The meeting was sponsored by the Global Freedom Network, a faith-based network that Francis launched earlier this year with Archbishop Justin Welby of Canterbury, the leader of the 80 million-strong Anglican Communion, and Ahmed Muhammad Ahmed el-Tayeb, Grand Imam of Al Azhar Mosque in Egypt, considered the Vatican of the Sunni Muslim world.

Among the signatories to the document were two rabbis, an imam and a sheikh, two ayatollahs, a Hindu guru, a Zen master, and an Orthodox patriarch. In all, eight different religions or Christian churches were represented.

In his brief remarks, Francis said that “any discriminating relationship that doesn’t respect the fundamental condition that the other is my equal constitutes a crime. An abhorrent crime against humanity.”

“We [the signers] make this declaration in the name of the victims,” said Francis, who pointed out that human trafficking occurs virtually everywhere, from slums to the world’s wealthiest cities, hidden behind closed doors or in plain sight on streets where women are forced into prostitution.

The declaration underlines that modern slavery – in the form of human trafficking, forced labor, and prostitution, as well as organ mutilation and trafficking – is a crime against humanity.

The signers, gathered on the UN-declared International Day for the Abolition of Slavery, pledged to do everything in their power and to work together for the freedom of all those who are enslaved and trafficked.

“Today we have the opportunity, awareness, wisdom, innovation, and technology to achieve this human and moral imperative,” the declaration reads.

Leaders from a variety of international organizations, social groups, and businesses witnessed the signing of the declaration. They included the Walk Free Foundation, a partner of the Global Freedom Network, founded by Australian philanthropist and mining magnate Andrew Forrest.

Melissa Rogers, head of the White House Office of Faith-Based and Neighborhood Partnerships, said the Obama administration supported the Global Freedom Network. “The way we will end this is by joining hands and working together,” she said. “That’s what this day is about, across faiths, backgrounds, and beliefs, and that’s where our hope lies.”

The fight against modern slavery was one of the issues Pope Francis and Barack Obama discussed when the US president visited the pontiff last March.

UN secretary-general Ban Ki-Moon sent a message to the meeting that included a reminder that no society is immune to this problem: The UN has identified at least 152 countries of origin and 124 countries of destination for trafficking; one in three victims is a child.

Zen Master Thich Nhat Hanh, represented by his eldest monastic student, called for including spiritual action in the fight. “Contemplation must be accompanied by action.”

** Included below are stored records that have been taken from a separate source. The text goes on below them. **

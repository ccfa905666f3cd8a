#[path = "../common/mod.rs"]
mod common;

use libsuica::history::{self, ConsoleType, ProcessType, StationCode};
use libsuica::station::StationDirectory;
use libsuica::types::BlockData;

fn decode(bytes: [u8; 16]) -> history::TransactionRecord {
    history::decode(&BlockData::from_bytes(bytes), &StationDirectory::empty())
}

#[test]
fn reference_block_decodes_bit_exact() {
    let raw = hex::decode("16010000 2a21 10203040 6400 000000 d0".replace(' ', "")).unwrap();
    let mut bytes = [0u8; 16];
    bytes.copy_from_slice(&raw);

    let r = decode(bytes);
    assert_eq!(r.console_type.to_string(), "Ticket gate");
    assert_eq!(r.process_type.to_string(), "Exit gate");
    assert_eq!(r.date.to_string(), "2021-1-1");
    assert_eq!(r.balance, 100);
    assert_eq!(r.entry_area_code, Some(3));
    assert_eq!(r.exit_area_code, Some(1));
    assert_eq!(r.entry_station_code, Some(StationCode::new(3, 0x10, 0x20)));
    assert_eq!(r.entry_station_code.unwrap().to_string(), "031020");
    assert_eq!(r.exit_station_code.unwrap().to_string(), "013040");
}

#[test]
fn every_movement_process_type_carries_stations() {
    for process in [0x01, 0x05, 0x06, 0x0D, 0x0F] {
        let block = common::trip_block(0x05, process, 0, 0, (1, 2), (3, 4), 0x90);
        let r = decode(block);
        assert!(r.entry_station_code.is_some(), "process {:#04x}", process);
        assert_eq!(r.entry_area_code, Some(2));
        assert_eq!(r.exit_area_code, Some(1));
    }
}

#[test]
fn non_movement_ignores_station_bytes() {
    for process in [0x02, 0x03, 0x04, 0x07, 0x08, 0x11, 0x13, 0x14, 0x35, 0x46] {
        let block = common::trip_block(0x16, process, 0, 0, (1, 2), (3, 4), 0xFF);
        let r = decode(block);
        assert_eq!(r.entry_station_code, None);
        assert_eq!(r.exit_station_code, None);
        assert_eq!(r.entry_area_code, None);
        assert_eq!(r.exit_area_code, None);
    }
}

// With `diagnostics` the raw bytes are kept on the record.
#[cfg(not(feature = "diagnostics"))]
#[test]
fn unused_bytes_do_not_change_the_record() {
    let base = common::tokyo_to_shinjuku(1234);
    let mut noisy = base;
    for i in [2, 3, 12, 13, 14] {
        noisy[i] = 0xAB;
    }
    assert_eq!(decode(base), decode(noisy));
}

#[test]
fn taxonomies_match_labels() {
    let cases = [
        (0x03, "Fare adjustment machine"),
        (0x05, "On-board terminal"),
        (0x12, "Ticket vending machine"),
        (0x1D, "Connecting gate"),
        (0x48, "VIEW ALTTE"),
        (0xC8, "Vending machine"),
        (0x00, "Unknown (0)"),
    ];
    for (code, label) in cases {
        assert_eq!(ConsoleType::from_code(code).to_string(), label);
    }

    let cases = [
        (0x04, "Fare adjustment"),
        (0x06, "Exit at window"),
        (0x0D, "Bus (PiTaPa?)"),
        (0x0F, "Bus (IruCa?)"),
        (0x35, "Purchase"),
        (0xFF, "Unknown (255)"),
    ];
    for (code, label) in cases {
        assert_eq!(ProcessType::from_code(code).to_string(), label);
    }
}

#[test]
fn names_resolve_through_loaded_table() {
    let stations = common::stations();
    let r = history::decode(
        &BlockData::from_bytes(common::yodoyabashi_to_kyobashi(900)),
        &stations,
    );
    // table key is uppercase "01E30C"; decoded code is lowercase
    assert_eq!(r.entry_station_code.unwrap().to_string(), "01e30c");
    assert_eq!(r.entry_station_name.as_deref(), Some("Yodoyabashi"));
}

“The roots of human trafficking run deep, and we can’t fight it as lonely warriors,” he said. “This is why we need to build a community to protect human life.”

The Global Freedom Network aims to combat human trafficking, which it says is the 21st- century version of slavery. This illegal industry is estimated to involve 36 million people, and according to the International Labor Organization, generates $150 billion in annual revenue.

The interreligious anti-slavery network outlined several fields of action: Mobilizing faith-based communities, checking supply chains to promote ethical purchasing arrangements, improving care for victims and survivors, advocating for legal reforms and aggressive law enforcement, and providing money to carry out these goals.

For Pope Francis, who has made the fight against human trafficking a priority of his papacy, this commitment is nothing new.

As archbishop of Buenos Aires, then-Cardinal Jorge Mario Bergoglio sponsored a non-governmental organization called “La Alameda” that fed him information about slave labor and prostitution in Argentina; he then found work and asylum for survivors.

During a Mass in a Buenos Aires train station in 2012, he compared the city to a “butcher shop” that takes away the human dignity of people trapped by these networks.

Addressing a Vatican-organized youth symposium against prostitution and human trafficking in November, Francis appealed for a committed fight against modern slavery, saying that simply supporting the cause “is not enough for a Christian.”